Copy out the records again. Change nothing.

Provided material:
####

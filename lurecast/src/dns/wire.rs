//! Bounds-checked big-endian reads over a raw datagram.
//!
//! Every accessor returns [`DecodeErrors::Truncated`] instead of panicking
//! when the requested bytes run past the end of the buffer.
use super::DecodeErrors;

pub(crate) fn take(message: &[u8], offset: usize, needed: usize) -> Result<&[u8], DecodeErrors> {
    offset
        .checked_add(needed)
        .and_then(|end| message.get(offset..end))
        .ok_or(DecodeErrors::Truncated {
            offset,
            needed,
            len: message.len(),
        })
}

pub(crate) fn read_u8(message: &[u8], offset: usize) -> Result<u8, DecodeErrors> {
    Ok(take(message, offset, 1)?[0])
}

pub(crate) fn read_u16(message: &[u8], offset: usize) -> Result<u16, DecodeErrors> {
    let bytes = take(message, offset, 2)?;
    Ok(u16::from_be_bytes([bytes[0], bytes[1]]))
}

pub(crate) fn read_u32(message: &[u8], offset: usize) -> Result<u32, DecodeErrors> {
    let bytes = take(message, offset, 4)?;
    Ok(u32::from_be_bytes([bytes[0], bytes[1], bytes[2], bytes[3]]))
}
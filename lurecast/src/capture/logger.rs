use super::*;
use tracing::{info, warn};

/// The logging collaborator that receives every capture event.
///
/// Implementations must not block: `log` is called inline on the receive
/// path, once per datagram.
pub trait EventLogger: Send + Sync + 'static {
    fn log(&self, event: &CaptureEvent);
}

/// Emits events through `tracing`, rendered as JSON in the `payload` field.
///
/// Decoded datagrams are logged at `INFO`, parse failures at `WARN`, both
/// under the `lurecast::events` target so they can be filtered separately
/// from operational logs.
#[derive(Debug, Default, Clone, Copy)]
pub struct TracingLogger;

impl EventLogger for TracingLogger {
    fn log(&self, event: &CaptureEvent) {
        let payload = JsonFormatter.format(event);
        let peer = SocketAddr::new(event.transport.peer_ip, event.transport.peer_port);

        match event.kind {
            EventKind::Data => {
                info!(target: "lurecast::events", event = %event.event, %peer, %payload, "datagram captured");
            }
            EventKind::ParseError => {
                warn!(target: "lurecast::events", event = %event.event, %peer, %payload, "datagram rejected");
            }
        }
    }
}

cfg_if::cfg_if! {
    if #[cfg(feature = "tokio-dep")] {
        use parking_lot::Mutex;
        use tokio::sync::broadcast;
        use tokio_stream::{StreamExt, wrappers::BroadcastStream};

        /// Publishes formatted events on a `tokio::broadcast` channel.
        ///
        /// Any number of consumers can [`subscribe`](Self::subscribe). A
        /// consumer that falls behind by more than the channel capacity skips
        /// the events it missed. [`close`](Self::close) ends every stream once
        /// the buffered events are drained.
        ///
        /// # Example
        /// ```rust,no_run
        /// use std::sync::Arc;
        /// use lurecast::capture::{CaptureSink, ChannelLogger, JsonFormatter};
        ///
        /// # async fn run() {
        /// let logger = Arc::new(ChannelLogger::<JsonFormatter>::new(1024));
        /// let mut events = logger.subscribe().unwrap();
        /// let sink = CaptureSink::new("llmnr", logger.clone());
        ///
        /// tokio::spawn(async move {
        ///     while let Some(line) = events.next().await {
        ///         println!("{line}");
        ///     }
        /// });
        /// # }
        /// ```
        pub struct ChannelLogger<F>
        where
            F: LogFormatter,
        {
            sender: Mutex<Option<broadcast::Sender<F::Output>>>,
            formatter: F,
        }

        impl<F> ChannelLogger<F>
        where
            F: LogFormatter + Default,
        {
            pub fn new(capacity: usize) -> Self {
                let (sender, _) = broadcast::channel::<F::Output>(capacity);

                Self {
                    sender: Mutex::new(Some(sender)),
                    formatter: F::default(),
                }
            }
        }

        impl<F> ChannelLogger<F>
        where
            F: LogFormatter,
        {
            /// Returns a stream of formatted events, or `None` once closed.
            pub fn subscribe(&self) -> Option<EventStream<F::Output>> {
                self.sender
                    .lock()
                    .as_ref()
                    .map(|sender| EventStream::new(sender.subscribe()))
            }

            /// Drops the sender; streams end after draining what they hold.
            pub fn close(&self) {
                self.sender.lock().take();
            }
        }

        impl<F> EventLogger for ChannelLogger<F>
        where
            F: LogFormatter,
        {
            fn log(&self, event: &CaptureEvent) {
                if let Some(sender) = self.sender.lock().as_ref() {
                    // No subscribers is not an error for a honeypot.
                    sender.send(self.formatter.format(event)).ok();
                }
            }
        }

        /// Stream of events returned by [`ChannelLogger::subscribe`].
        pub struct EventStream<T> {
            inner: BroadcastStream<T>,
        }

        impl<T: Clone + Send + Sync + 'static> EventStream<T> {
            pub fn new(rx: broadcast::Receiver<T>) -> Self {
                Self {
                    inner: BroadcastStream::new(rx),
                }
            }

            /// Next event, skipping over any lagged gap. `None` once closed.
            pub async fn next(&mut self) -> Option<T> {
                while let Some(msg) = self.inner.next().await {
                    match msg {
                        Ok(val) => return Some(val),
                        Err(_) => continue,
                    }
                }
                None
            }
        }
    }
}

####

Answer to the exercise:
filename lurecast/src/dns/wire.rs
//! Bounds-checked big-endian reads over a raw datagram.
//!
//! Every accessor returns [`DecodeErrors::Truncated`] instead of panicking
//! when the requested bytes run past the end of the buffer.
use super::DecodeErrors;

pub(crate) fn take(message: &[u8], offset: usize, needed: usize) -> Result<&[u8], DecodeErrors> {
    offset
        .checked_add(needed)
        .and_then(|end| message.get(offset..end))
        .ok_or(DecodeErrors::Truncated {
            offset,
            needed,
            len: message.len(),
        })
}

pub(crate) fn read_u8(message: &[u8], offset: usize) -> Result<u8, DecodeErrors> {
    Ok(take(message, offset, 1)?[0])
}

pub(crate) fn read_u16(message: &[u8], offset: usize) -> Result<u16, DecodeErrors> {
    let bytes = take(message, offset, 2)?;
    Ok(u16::from_be_bytes([bytes[0], bytes[1]]))
}

pub(crate) fn read_u32(message: &[u8], offset: usize) -> Result<u32, DecodeErrors> {
    let bytes = take(message, offset, 4)?;
    Ok(u32::from_be_bytes([bytes[0], bytes[1], bytes[2], bytes[3]]))
}
filename lurecast/src/capture/logger.rs
use super::*;
use tracing::{info, warn};

/// The logging collaborator that receives every capture event.
///
/// Implementations must not block: `log` is called inline on the receive
/// path, once per datagram.
pub trait EventLogger: Send + Sync + 'static {
    fn log(&self, event: &CaptureEvent);
}

/// Emits events through `tracing`, rendered as JSON in the `payload` field.
///
/// Decoded datagrams are logged at `INFO`, parse failures at `WARN`, both
/// under the `lurecast::events` target so they can be filtered separately
/// from operational logs.
#[derive(Debug, Default, Clone, Copy)]
pub struct TracingLogger;

impl EventLogger for TracingLogger {
    fn log(&self, event: &CaptureEvent) {
        let payload = JsonFormatter.format(event);
        let peer = SocketAddr::new(event.transport.peer_ip, event.transport.peer_port);

        match event.kind {
            EventKind::Data => {
                info!(target: "lurecast::events", event = %event.event, %peer, %payload, "datagram captured");
            }
            EventKind::ParseError => {
                warn!(target: "lurecast::events", event = %event.event, %peer, %payload, "datagram rejected");
            }
        }
    }
}

cfg_if::cfg_if! {
    if #[cfg(feature = "tokio-dep")] {
        use parking_lot::Mutex;
        use tokio::sync::broadcast;
        use tokio_stream::{StreamExt, wrappers::BroadcastStream};

        /// Publishes formatted events on a `tokio::broadcast` channel.
        ///
        /// Any number of consumers can [`subscribe`](Self::subscribe). A
        /// consumer that falls behind by more than the channel capacity skips
        /// the events it missed. [`close`](Self::close) ends every stream once
        /// the buffered events are drained.
        ///
        /// # Example
        /// ```rust,no_run
        /// use std::sync::Arc;
        /// use lurecast::capture::{CaptureSink, ChannelLogger, JsonFormatter};
        ///
        /// # async fn run() {
        /// let logger = Arc::new(ChannelLogger::<JsonFormatter>::new(1024));
        /// let mut events = logger.subscribe().unwrap();
        /// let sink = CaptureSink::new("llmnr", logger.clone());
        ///
        /// tokio::spawn(async move {
        ///     while let Some(line) = events.next().await {
        ///         println!("{line}");
        ///     }
        /// });
        /// # }
        /// ```
        pub struct ChannelLogger<F>
        where
            F: LogFormatter,
        {
            sender: Mutex<Option<broadcast::Sender<F::Output>>>,
            formatter: F,
        }

        impl<F> ChannelLogger<F>
        where
            F: LogFormatter + Default,
        {
            pub fn new(capacity: usize) -> Self {
                let (sender, _) = broadcast::channel::<F::Output>(capacity);

                Self {
                    sender: Mutex::new(Some(sender)),
                    formatter: F::default(),
                }
            }
        }

        impl<F> ChannelLogger<F>
        where
            F: LogFormatter,
        {
            /// Returns a stream of formatted events, or `None` once closed.
            pub fn subscribe(&self) -> Option<EventStream<F::Output>> {
                self.sender
                    .lock()
                    .as_ref()
                    .map(|sender| EventStream::new(sender.subscribe()))
            }

            /// Drops the sender; streams end after draining what they hold.
            pub fn close(&self) {
                self.sender.lock().take();
            }
        }

        impl<F> EventLogger for ChannelLogger<F>
        where
            F: LogFormatter,
        {
            fn log(&self, event: &CaptureEvent) {
                if let Some(sender) = self.sender.lock().as_ref() {
                    // No subscribers is not an error for a honeypot.
                    sender.send(self.formatter.format(event)).ok();
                }
            }
        }

        /// Stream of events returned by [`ChannelLogger::subscribe`].
        pub struct EventStream<T> {
            inner: BroadcastStream<T>,
        }

        impl<T: Clone + Send + Sync + 'static> EventStream<T> {
            pub fn new(rx: broadcast::Receiver<T>) -> Self {
                Self {
                    inner: BroadcastStream::new(rx),
                }
            }

            /// Next event, skipping over any lagged gap. `None` once closed.
            pub async fn next(&mut self) -> Option<T> {
                while let Some(msg) = self.inner.next().await {
                    match msg {
                        Ok(val) => return Some(val),
                        Err(_) => continue,
                    }
                }
                None
            }
        }
    }
}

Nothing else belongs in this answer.